An afternoon panel will examine how ageism insinuates its way into multiple issues such employment, climate change and immigration, and where to look for elder-friendly model programs.
Also, The Boston Globe’s full-time reporter on the baby boom, Rob Weisman, will also participate in the program—and lead a Saturday tour of the Globe.
The fellowship program is supported by grants from AARP, The Silver Century Foundation, Retirement Research Foundation, Commonwealth Fund, and John A. Hartford Foundation.
2. THEY CRAMMED FOR THE MIDTERMS
*** “Midterm Elections: What’s the Verdict for Aging Policies?” by Bob Blancato, PBS Next Avenue (Nov. 7): Subtitled, “An analyst’s takeaways on Medicare, Medicaid, Social Security, drug prices and more,” the pundit at hand is among a small cadre of veteran political operatives on the D.C. scene for decades.

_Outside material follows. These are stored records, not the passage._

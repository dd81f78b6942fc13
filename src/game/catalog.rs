//! Game lookup by id with per-id cached construction.
//!
//! Building a game provider can be expensive (a rule engine may need to
//! compile its rules). The catalog stores a factory per id and builds each
//! provider at most once, on first use. Construction is guarded by a
//! once-cell per id, so two workers asking for the same game at the same
//! time wait for a single build, while lookups of other ids proceed.

use once_cell::sync::OnceCell;
use parking_lot::RwLock;
use rustc_hash::FxHashMap;
use std::sync::Arc;

use crate::core::{Error, Result};
use crate::games::{MatchingPennies, SheepAndWolf, TicTacToe};

use super::state::GameProvider;

/// Shared handle to a game provider.
pub type ProviderRef = Arc<dyn GameProvider>;

type ProviderFactory = Box<dyn Fn() -> Result<ProviderRef> + Send + Sync>;

struct CatalogEntry {
    factory: ProviderFactory,
    provider: OnceCell<ProviderRef>,
}

/// Registry of games, keyed by id.
#[derive(Default)]
pub struct GameCatalog {
    entries: RwLock<FxHashMap<String, Arc<CatalogEntry>>>,
}

fn builtin_providers() -> [ProviderRef; 3] {
    [Arc::new(TicTacToe), Arc::new(SheepAndWolf), Arc::new(MatchingPennies)]
}

impl GameCatalog {
    /// Create an empty catalog.
    #[must_use]
    pub fn new() -> Self {
        Self::default()
    }

    /// Create a catalog holding the built-in games.
    #[must_use]
    pub fn with_builtins() -> Self {
        let catalog = Self::new();
        for provider in builtin_providers() {
            let registered = catalog.register_provider(provider);
            debug_assert!(registered.is_ok(), "{registered:?}");
        }
        catalog
    }

    /// Register a factory, run on first lookup of `id`.
    pub fn register<F>(&self, id: impl Into<String>, factory: F) -> Result<()>
    where
        F: Fn() -> Result<ProviderRef> + Send + Sync + 'static,
    {
        self.insert(
            id.into(),
            CatalogEntry {
                factory: Box::new(factory),
                provider: OnceCell::new(),
            },
        )
    }

    /// Register an already-built provider under its own id.
    pub fn register_provider(&self, provider: ProviderRef) -> Result<()> {
        let id = provider.id().to_string();
        let cell = OnceCell::with_value(Arc::clone(&provider));
        self.insert(
            id,
            CatalogEntry {
                factory: Box::new(move || Ok(Arc::clone(&provider))),
                provider: cell,
            },
        )
    }

    fn insert(&self, id: String, entry: CatalogEntry) -> Result<()> {
        let mut entries = self.entries.write();
        if entries.contains_key(&id) {
            return Err(Error::DuplicateGame(id));
        }
        entries.insert(id, Arc::new(entry));
        Ok(())
    }

    /// Get the provider for `id`, building it if this is the first request.
    ///
    /// A failed build is not cached; the next lookup tries again.
    pub fn get(&self, id: &str) -> Result<ProviderRef> {
        let entry = self
            .entries
            .read()
            .get(id)
            .cloned()
            .ok_or_else(|| Error::UnknownGame(id.to_string()))?;

        entry
            .provider
            .get_or_try_init(|| {
                tracing::debug!(game = id, "building game provider");
                (entry.factory)()
            })
            .cloned()
    }

    /// Check whether `id` is registered.
    #[must_use]
    pub fn contains(&self, id: &str) -> bool {
        self.entries.read().contains_key(id)
    }

    /// Registered ids, sorted.
    #[must_use]
    pub fn ids(&self) -> Vec<String> {
        let mut ids: Vec<String> = self.entries.read().keys().cloned().collect();
        ids.sort();
        ids
    }
}

impl std::fmt::Debug for GameCatalog {
    fn fmt(&self, f: &mut std::fmt::Formatter<'_>) -> std::fmt::Result {
        f.debug_struct("GameCatalog").field("ids", &self.ids()).finish()
    }
}

#[cfg(test)]
mod tests {
    use super::*;
    use std::sync::atomic::{AtomicUsize, Ordering};
    use std::thread;

    #[test]
    fn test_builtins() {
        let catalog = GameCatalog::with_builtins();
        assert_eq!(
            catalog.ids(),
            vec!["MATCHING_PENNIES", "SHEEP_AND_WOLF", "TIC_TAC_TOE"]
        );
        assert_eq!(catalog.get("TIC_TAC_TOE").unwrap().id(), "TIC_TAC_TOE");
        assert!(matches!(
            catalog.get("CHESS"),
            Err(Error::UnknownGame(id)) if id == "CHESS"
        ));
    }

    #[test]
    fn test_builtin_ids_are_distinct() {
        let catalog = GameCatalog::new();
        for provider in builtin_providers() {
            catalog.register_provider(provider).unwrap();
        }
        assert_eq!(catalog.ids().len(), 3);
    }

    #[test]
    fn test_duplicate_id_rejected() {
        let catalog = GameCatalog::with_builtins();
        let result = catalog.register_provider(Arc::new(TicTacToe));
        assert!(matches!(result, Err(Error::DuplicateGame(_))));
    }

    #[test]
    fn test_concurrent_first_use_builds_once() {
        let builds = Arc::new(AtomicUsize::new(0));
        let catalog = Arc::new(GameCatalog::new());
        {
            let builds = Arc::clone(&builds);
            catalog
                .register("SLOW", move || {
                    builds.fetch_add(1, Ordering::SeqCst);
                    thread::sleep(std::time::Duration::from_millis(20));
                    Ok(Arc::new(TicTacToe) as ProviderRef)
                })
                .unwrap();
        }

        let handles: Vec<_> = (0..8)
            .map(|_| {
                let catalog = Arc::clone(&catalog);
                thread::spawn(move || catalog.get("SLOW").map(|p| p.id().to_string()))
            })
            .collect();
        for handle in handles {
            assert_eq!(handle.join().unwrap().unwrap(), "TIC_TAC_TOE");
        }

        assert_eq!(builds.load(Ordering::SeqCst), 1);
    }

    #[test]
    fn test_failed_build_is_retried() {
        let attempts = Arc::new(AtomicUsize::new(0));
        let catalog = GameCatalog::new();
        {
            let attempts = Arc::clone(&attempts);
            catalog
                .register("FLAKY", move || {
                    if attempts.fetch_add(1, Ordering::SeqCst) == 0 {
                        Err(Error::InvalidConfiguration {
                            message: "rules failed to compile".to_string(),
                        })
                    } else {
                        Ok(Arc::new(TicTacToe) as ProviderRef)
                    }
                })
                .unwrap();
        }

        assert!(catalog.get("FLAKY").is_err());
        assert!(catalog.get("FLAKY").is_ok());
        assert!(catalog.get("FLAKY").is_ok());
        assert_eq!(attempts.load(Ordering::SeqCst), 2);
    }
}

Among distinguished “influencers” in aging, Blancato was, along with many accomplishments, almost singlehandedly responsible for getting the Elder Justice Act drafted and passed by Congress as part of the Affordable Care Act, although getting the elder-abuse prevention law actually funded has been own Sisyphusian challenge. Reporters wanting a source truly in the know about Washington politics of aging, Blancato just about tops the list. (You can reach him at rblancato@matzblancato.com.)
So, what’s his take? “Health and aging issues drove the midterms more than other issues, including preserving the Affordable Care Act (with special emphasis on threats to pre-existing condition protections), considering Medicare for All proposals and lowering prescription drug costs. The election results make prospects stronger for new policies to lower prescription drug costs, something President Trump has said he generally favors.”
Stressing that his number-crunching is very early analysis, Blancato goes on, “The election results also showed there may be signs of change in the way older voters vote. Republicans have captured their vote in every election since 2008, but according to CNN exit polls, 48% of voters 65 and older and 49% of those 45 to 64 identified themselves as Democrats; 50% of both groups called themselves Republicans. By contrast, in the 2014 midterms, 41% of House … voters 65-plus and 45% of those 45 to 64 were Democrats.”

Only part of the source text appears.